TASK TO COMPLETE » Go over the lines below, and when one contains the word "ArticleStatus", copy it.

INPUT RECORDS »
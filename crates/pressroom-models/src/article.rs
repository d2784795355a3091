use chrono::{DateTime, Utc};
use pressroom_core::{ColumnDef, ColumnType, SimpleColumnType, TableDef};
use serde::{Deserialize, Serialize};
use uuid::Uuid;

use crate::{entity::Entity, enums::string_enum};

string_enum! {
    /// Editorial state of an article. Any transition is allowed.
    #[derive(Default)]
    pub enum ArticleStatus {
        #[default]
        Draft => "draft",
        Review => "review",
        Published => "published",
        Archived => "archived",
    }
}

/// Keyed by `(media_id, id)`; `id` is assigned by the caller and counts
/// within one media.
#[derive(Debug, Clone, PartialEq, Eq, Serialize, Deserialize)]
pub struct Article {
    pub media_id: Uuid,
    pub id: i64,
    pub title: String,
    pub content: String,
    pub summary: Option<String>,
    pub thumbnail: Option<String>,
    pub status: ArticleStatus,
    pub published_at: Option<DateTime<Utc>>,
    pub created_at: DateTime<Utc>,
    pub updated_at: Option<DateTime<Utc>>,
}

impl Entity for Article {
    const TABLE: &'static str = "article";

    fn table_def() -> TableDef {
        TableDef::new(
            Self::TABLE,
            vec![
                ColumnDef::new("media_id", SimpleColumnType::Uuid)
                    .primary_key()
                    .foreign_key("media.id"),
                ColumnDef::new("id", SimpleColumnType::BigInt).primary_key(),
                ColumnDef::new("title", ColumnType::varchar(500)),
                ColumnDef::new("content", SimpleColumnType::Text),
                ColumnDef::new("summary", SimpleColumnType::Text).nullable(),
                ColumnDef::new("thumbnail", SimpleColumnType::Text).nullable(),
                ColumnDef::new(
                    "status",
                    ColumnType::enumeration("status", ArticleStatus::VALUES.iter().copied()),
                )
                .default("'draft'")
                .index(),
                ColumnDef::new("published_at", SimpleColumnType::Timestamptz)
                    .nullable()
                    .index(),
                ColumnDef::new("created_at", SimpleColumnType::Timestamptz).default("now()"),
                ColumnDef::new("updated_at", SimpleColumnType::Timestamptz).nullable(),
            ],
        )
        .with_description("An article published in a media. Ids are numbered per media by the caller.")
    }
}
use std::fs;
use std::path::{Path, PathBuf};

use anyhow::{Context, Result};
use colored::Colorize;
use pressroom_config::PressroomConfig;
use pressroom_core::TableDef;
use schemars::{Schema, schema_for};

/// Write `model.schema.json` (model files) and `config.schema.json`
/// (`pressroom.json`) into `out`.
pub fn cmd_schema(out: PathBuf) -> Result<()> {
    if !out.exists() {
        fs::create_dir_all(&out).with_context(|| format!("create dir {}", out.display()))?;
    }

    let model_path = out.join("model.schema.json");
    let config_path = out.join("config.schema.json");
    write_schema(&model_path, &schema_for!(TableDef)).context("model schema")?;
    write_schema(&config_path, &schema_for!(PressroomConfig)).context("config schema")?;

    println!("{}", "Wrote schemas:".bright_green().bold());
    println!("  {}", model_path.display().to_string().bright_white());
    println!("  {}", config_path.display().to_string().bright_white());
    Ok(())
}

fn write_schema(path: &Path, schema: &Schema) -> Result<()> {
    let text = serde_json::to_string_pretty(schema).context("serialize schema")?;
    fs::write(path, text).with_context(|| format!("write {}", path.display()))
}
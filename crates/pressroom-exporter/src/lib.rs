//! Helpers to convert `TableDef` models into ORM-specific representations
//! such as SeaORM, SQLAlchemy, and SQLModel.

pub mod error;
pub mod orm;
pub mod seaorm;
pub mod sqlalchemy;
pub mod sqlmodel;

pub use error::ExportError;
pub use orm::{Orm, OrmExporter, render_entity, render_entity_with_schema};
pub use seaorm::{SeaOrmExporter, SeaOrmExporterWithConfig};
pub use sqlalchemy::SqlAlchemyExporter;
pub use sqlmodel::SqlModelExporter;
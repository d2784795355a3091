use chrono::{DateTime, Utc};
use pressroom_core::{ColumnDef, ColumnType, SimpleColumnType, TableDef};
use serde::{Deserialize, Serialize};
use uuid::Uuid;

use crate::{entity::Entity, enums::string_enum};

string_enum! {
    /// Role of a user within a media. Has no default: every membership
    /// states its role explicitly.
    pub enum MediaRole {
        Owner => "owner",
        Editor => "editor",
        Reporter => "reporter",
    }
}

#[derive(Debug, Clone, PartialEq, Eq, Serialize, Deserialize)]
pub struct UserMediaRole {
    pub user_id: Uuid,
    pub media_id: Uuid,
    pub role: MediaRole,
    pub created_at: DateTime<Utc>,
}

impl Entity for UserMediaRole {
    const TABLE: &'static str = "user_media_role";

    fn table_def() -> TableDef {
        TableDef::new(
            Self::TABLE,
            vec![
                ColumnDef::new("user_id", SimpleColumnType::Uuid)
                    .primary_key()
                    .index()
                    .foreign_key("user.id"),
                ColumnDef::new("media_id", SimpleColumnType::Uuid)
                    .primary_key()
                    .index()
                    .foreign_key("media.id"),
                ColumnDef::new(
                    "role",
                    ColumnType::enumeration("role", MediaRole::VALUES.iter().copied()),
                )
                .index(),
                ColumnDef::new("created_at", SimpleColumnType::Timestamptz).default("now()"),
            ],
        )
        .with_description("Membership of a user in a media.")
    }
}
pub type TableName = String;
pub type ColumnName = String;
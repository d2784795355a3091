use chrono::{DateTime, Utc};
use pressroom_core::{ColumnDef, ColumnType, SimpleColumnType, TableDef};
use serde::{Deserialize, Serialize};
use uuid::Uuid;

use crate::{entity::Entity, enums::string_enum};

string_enum! {
    /// Part a user plays in writing an article.
    #[derive(Default)]
    pub enum ArticleUserRole {
        Lead => "lead",
        #[default]
        Contributor => "contributor",
    }
}

/// Authorship link between an [`Article`](crate::Article) and a
/// [`User`](crate::User). Only `user_id` is a foreign key; `media_id` and
/// `article_id` identify the article without a database constraint.
#[derive(Debug, Clone, PartialEq, Eq, Serialize, Deserialize)]
pub struct ArticleUser {
    pub media_id: Uuid,
    pub article_id: i64,
    pub user_id: Uuid,
    /// Position in the byline, starting at 1.
    pub author_order: i32,
    pub role: ArticleUserRole,
    pub created_at: DateTime<Utc>,
}

impl Entity for ArticleUser {
    const TABLE: &'static str = "article_user";

    fn table_def() -> TableDef {
        TableDef::new(
            Self::TABLE,
            vec![
                ColumnDef::new("media_id", SimpleColumnType::Uuid).primary_key(),
                ColumnDef::new("article_id", SimpleColumnType::BigInt).primary_key(),
                ColumnDef::new("user_id", SimpleColumnType::Uuid)
                    .primary_key()
                    .index()
                    .foreign_key("user.id"),
                ColumnDef::new("author_order", SimpleColumnType::Integer).default(1_i64),
                ColumnDef::new(
                    "role",
                    ColumnType::enumeration("role", ArticleUserRole::VALUES.iter().copied()),
                )
                .default("'contributor'"),
                ColumnDef::new("created_at", SimpleColumnType::Timestamptz).default("now()"),
            ],
        )
        .with_description("Authorship of an article by a user.")
    }
}
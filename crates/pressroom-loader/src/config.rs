use std::fs;
use std::path::{Path, PathBuf};

use anyhow::{Context, Result};
use pressroom_config::{CONFIG_FILE_NAME, PressroomConfig};

/// Load `pressroom.json` from the current directory.
pub fn load_config() -> Result<PressroomConfig> {
    let path = PathBuf::from(CONFIG_FILE_NAME);
    if !path.exists() {
        anyhow::bail!("{} not found. Run 'pressroom init' first.", CONFIG_FILE_NAME);
    }
    read_config(&path)
}

/// Load config from a specific path.
pub fn load_config_from_path(path: impl AsRef<Path>) -> Result<PressroomConfig> {
    let path = path.as_ref();
    if !path.exists() {
        anyhow::bail!("{} not found at: {}", CONFIG_FILE_NAME, path.display());
    }
    read_config(path)
}

/// Load config from the project root (or the current directory), falling
/// back to defaults when there is no config file.
pub fn load_config_or_default(project_root: Option<&Path>) -> Result<PressroomConfig> {
    let path = match project_root {
        Some(root) => root.join(CONFIG_FILE_NAME),
        None => PathBuf::from(CONFIG_FILE_NAME),
    };

    if path.exists() {
        read_config(&path)
    } else {
        Ok(PressroomConfig::default())
    }
}

fn read_config(path: &Path) -> Result<PressroomConfig> {
    let content = fs::read_to_string(path)
        .with_context(|| format!("read {}", path.display()))?;
    serde_json::from_str(&content).with_context(|| format!("parse {}", path.display()))
}
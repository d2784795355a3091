use pressroom_core::TableDef;

use crate::{Article, ArticleUser, Media, User, UserMediaRole};

/// A record type with a static description of the table it is stored in.
pub trait Entity {
    const TABLE: &'static str;

    /// Table definition in declaration form (inline shorthands not yet
    /// folded). Call [`TableDef::normalize`] for the table-level view.
    fn table_def() -> TableDef;
}

/// All pressroom tables, each after the tables it references.
pub fn tables() -> Vec<TableDef> {
    vec![
        User::table_def(),
        Media::table_def(),
        Article::table_def(),
        ArticleUser::table_def(),
        UserMediaRole::table_def(),
    ]
}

WORKED SOLUTION »
    pub enum ArticleStatus {
    pub status: ArticleStatus,
                    ColumnType::enumeration("status", ArticleStatus::VALUES.iter().copied()),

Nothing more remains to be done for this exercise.